*** Data extracts ***

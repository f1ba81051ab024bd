//! Stack synthesis
//!
//! Lowers a [`StackSpec`] into a [`Template`]. Each part of the stack lives
//! in its own module:
//!
//! - `network`: VPC, subnets, route tables, gateways
//! - `exposure`: load balancers, target groups, listeners, endpoint service, outputs
//! - `compute`: cluster, task definition, security group, Fargate service
//!
//! The synthesizer only refuses definitions it cannot lower at all (an
//! exhausted CIDR, a reference to an undeclared load balancer, a service
//! without containers). Placement rules such as "internet-facing balancers
//! belong on public subnets" are left to CloudFormation; see
//! `vpce_core::lint` for an early warning.

mod compute;
mod exposure;
mod network;

use crate::error::Result;
use crate::logical_id::ConstructPath;
use crate::template::{Resource, Template};
use std::collections::HashMap;
use tracing::{debug, info};
use vpce_core::{StackError, StackSpec, SubnetType};

/// Synthesize the CloudFormation template of a stack
#[tracing::instrument(skip(stack), fields(stack = %stack.id))]
pub fn synthesize(stack: &StackSpec) -> Result<Template> {
    Synthesizer::new(stack).run()
}

/// Logical ids of the network resources other parts refer to
#[derive(Debug, Default)]
struct NetworkIds {
    vpc: String,
    subnets: Vec<(SubnetType, String)>,
    /// Default routes of public subnets; internet-facing resources wait on them
    public_routes: Vec<String>,
}

impl NetworkIds {
    fn subnets_of(&self, subnet_type: SubnetType) -> Vec<&str> {
        self.subnets
            .iter()
            .filter(|(t, _)| *t == subnet_type)
            .map(|(_, id)| id.as_str())
            .collect()
    }
}

/// Logical ids of one load balancer and its listener/target-group pair
#[derive(Debug, Clone)]
struct BalancerIds {
    load_balancer: String,
    target_group: String,
    listener: String,
}

/// One-shot synthesizer for a single stack
pub struct Synthesizer<'a> {
    stack: &'a StackSpec,
    root: ConstructPath,
    template: Template,
    network: NetworkIds,
    balancers: HashMap<String, BalancerIds>,
}

impl<'a> Synthesizer<'a> {
    pub fn new(stack: &'a StackSpec) -> Self {
        Self {
            stack,
            root: ConstructPath::root(&stack.id),
            template: Template::new(stack.description.clone()),
            network: NetworkIds::default(),
            balancers: HashMap::new(),
        }
    }

    /// Build the template
    pub fn run(mut self) -> Result<Template> {
        self.check_lowerable()?;

        self.synth_network()?;
        self.synth_load_balancers()?;
        self.synth_compute()?;
        self.synth_endpoint_service()?;
        self.synth_outputs()?;

        info!(
            resources = self.template.resources.len(),
            outputs = self.template.outputs.len(),
            "Synthesized template"
        );
        Ok(self.template)
    }

    /// References between constructs must resolve before anything is emitted
    fn check_lowerable(&self) -> Result<()> {
        let stack = self.stack;
        if stack.service.containers.is_empty() {
            return Err(StackError::NoContainers(stack.service.name.clone()).into());
        }

        let referenced = stack
            .endpoint_service
            .iter()
            .map(|e| &e.load_balancer)
            .chain(stack.outputs.iter().map(|o| &o.load_balancer));
        for name in referenced {
            if stack.load_balancer(name).is_none() {
                return Err(StackError::UnknownLoadBalancer(name.clone()).into());
            }
        }

        Ok(())
    }

    /// Add a resource at `path` and return its logical id
    fn emit(&mut self, path: &ConstructPath, resource: Resource) -> Result<String> {
        let id = path.logical_id();
        debug!(logical_id = %id, path = %path.full(), resource_type = %resource.resource_type, "Emitting resource");
        self.template.add_resource(id.clone(), resource)?;
        Ok(id)
    }

    /// `Name` tag carrying the construct path, as the console displays it
    fn name_tag(path: &ConstructPath) -> serde_json::Value {
        serde_json::json!({ "Key": "Name", "Value": path.full() })
    }
}

#[cfg(test)]
mod tests;
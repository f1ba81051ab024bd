//! Change plan between two templates

use crate::template::{Resource, Template};
use serde::{Deserialize, Serialize};
use std::collections::BTreeSet;

/// Planned change for a single resource
#[derive(Debug, Clone, Serialize, Deserialize)]
pub struct Action {
    /// Logical id of the resource
    pub logical_id: String,

    /// Type of change
    pub action_type: ActionType,

    /// Resource type (e.g. "AWS::EC2::Subnet"); the new type for updates
    pub resource_type: String,

    /// Whether CloudFormation has to replace the resource
    pub replacement: bool,

    /// Top-level properties that differ (updates only)
    pub changed_properties: Vec<String>,
}

/// Type of change
#[derive(Debug, Clone, Copy, PartialEq, Eq, Serialize, Deserialize)]
#[serde(rename_all = "snake_case")]
pub enum ActionType {
    /// Resource is new
    Create,
    /// Resource exists with different settings
    Update,
    /// Resource is gone from the desired template
    Delete,
    /// No changes needed
    NoOp,
}

impl std::fmt::Display for ActionType {
    fn fmt(&self, f: &mut std::fmt::Formatter<'_>) -> std::fmt::Result {
        match self {
            ActionType::Create => write!(f, "create"),
            ActionType::Update => write!(f, "update"),
            ActionType::Delete => write!(f, "delete"),
            ActionType::NoOp => write!(f, "no-op"),
        }
    }
}

/// Plan containing one action per logical id
#[derive(Debug, Clone, Serialize, Deserialize)]
pub struct Plan {
    /// Actions ordered by logical id
    pub actions: Vec<Action>,

    /// Whether the plan has any changes
    pub has_changes: bool,
}

impl Plan {
    pub fn new(actions: Vec<Action>) -> Self {
        let has_changes = actions.iter().any(|a| a.action_type != ActionType::NoOp);
        Self {
            actions,
            has_changes,
        }
    }

    pub fn empty() -> Self {
        Self {
            actions: Vec::new(),
            has_changes: false,
        }
    }

    /// Get actions by type
    pub fn actions_by_type(&self, action_type: ActionType) -> Vec<&Action> {
        self.actions
            .iter()
            .filter(|a| a.action_type == action_type)
            .collect()
    }

    /// Summary of the plan
    pub fn summary(&self) -> PlanSummary {
        PlanSummary {
            create: self.actions_by_type(ActionType::Create).len(),
            update: self.actions_by_type(ActionType::Update).len(),
            delete: self.actions_by_type(ActionType::Delete).len(),
            no_change: self.actions_by_type(ActionType::NoOp).len(),
        }
    }
}

/// Summary of planned actions
#[derive(Debug, Clone, PartialEq, Eq)]
pub struct PlanSummary {
    pub create: usize,
    pub update: usize,
    pub delete: usize,
    pub no_change: usize,
}

impl std::fmt::Display for PlanSummary {
    fn fmt(&self, f: &mut std::fmt::Formatter<'_>) -> std::fmt::Result {
        write!(
            f,
            "{} to create, {} to update, {} to delete, {} unchanged",
            self.create, self.update, self.delete, self.no_change
        )
    }
}

/// Compare the previously written template with the desired one
///
/// Without a previous template every resource is a create.
pub fn plan(previous: Option<&Template>, desired: &Template) -> Plan {
    let Some(previous) = previous else {
        let actions = desired
            .resources
            .iter()
            .map(|(id, r)| Action {
                logical_id: id.clone(),
                action_type: ActionType::Create,
                resource_type: r.resource_type.clone(),
                replacement: false,
                changed_properties: Vec::new(),
            })
            .collect();
        return Plan::new(actions);
    };

    let ids: BTreeSet<&String> = previous
        .resources
        .keys()
        .chain(desired.resources.keys())
        .collect();

    let actions = ids
        .into_iter()
        .filter_map(|id| {
            let action = match (previous.resources.get(id), desired.resources.get(id)) {
                (None, Some(new)) => Action {
                    logical_id: id.clone(),
                    action_type: ActionType::Create,
                    resource_type: new.resource_type.clone(),
                    replacement: false,
                    changed_properties: Vec::new(),
                },
                (Some(old), None) => Action {
                    logical_id: id.clone(),
                    action_type: ActionType::Delete,
                    resource_type: old.resource_type.clone(),
                    replacement: false,
                    changed_properties: Vec::new(),
                },
                (Some(old), Some(new)) => compare(id, old, new),
                (None, None) => return None,
            };
            Some(action)
        })
        .collect();

    Plan::new(actions)
}

fn compare(id: &str, old: &Resource, new: &Resource) -> Action {
    let replacement = old.resource_type != new.resource_type;

    let keys: BTreeSet<&String> = old.properties.keys().chain(new.properties.keys()).collect();
    let mut changed_properties: Vec<String> = keys
        .into_iter()
        .filter(|k| old.properties.get(*k) != new.properties.get(*k))
        .cloned()
        .collect();
    if old.depends_on != new.depends_on {
        changed_properties.push("DependsOn".to_string());
    }
    if old.metadata != new.metadata {
        changed_properties.push("Metadata".to_string());
    }

    let action_type = if replacement || !changed_properties.is_empty() {
        ActionType::Update
    } else {
        ActionType::NoOp
    };

    Action {
        logical_id: id.to_string(),
        action_type,
        resource_type: new.resource_type.clone(),
        replacement,
        changed_properties,
    }
}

*** End of Data extracts ***

Work request: Looking at the records above, work out how many lines hold "StackSpec" and write only that number.

Result: 5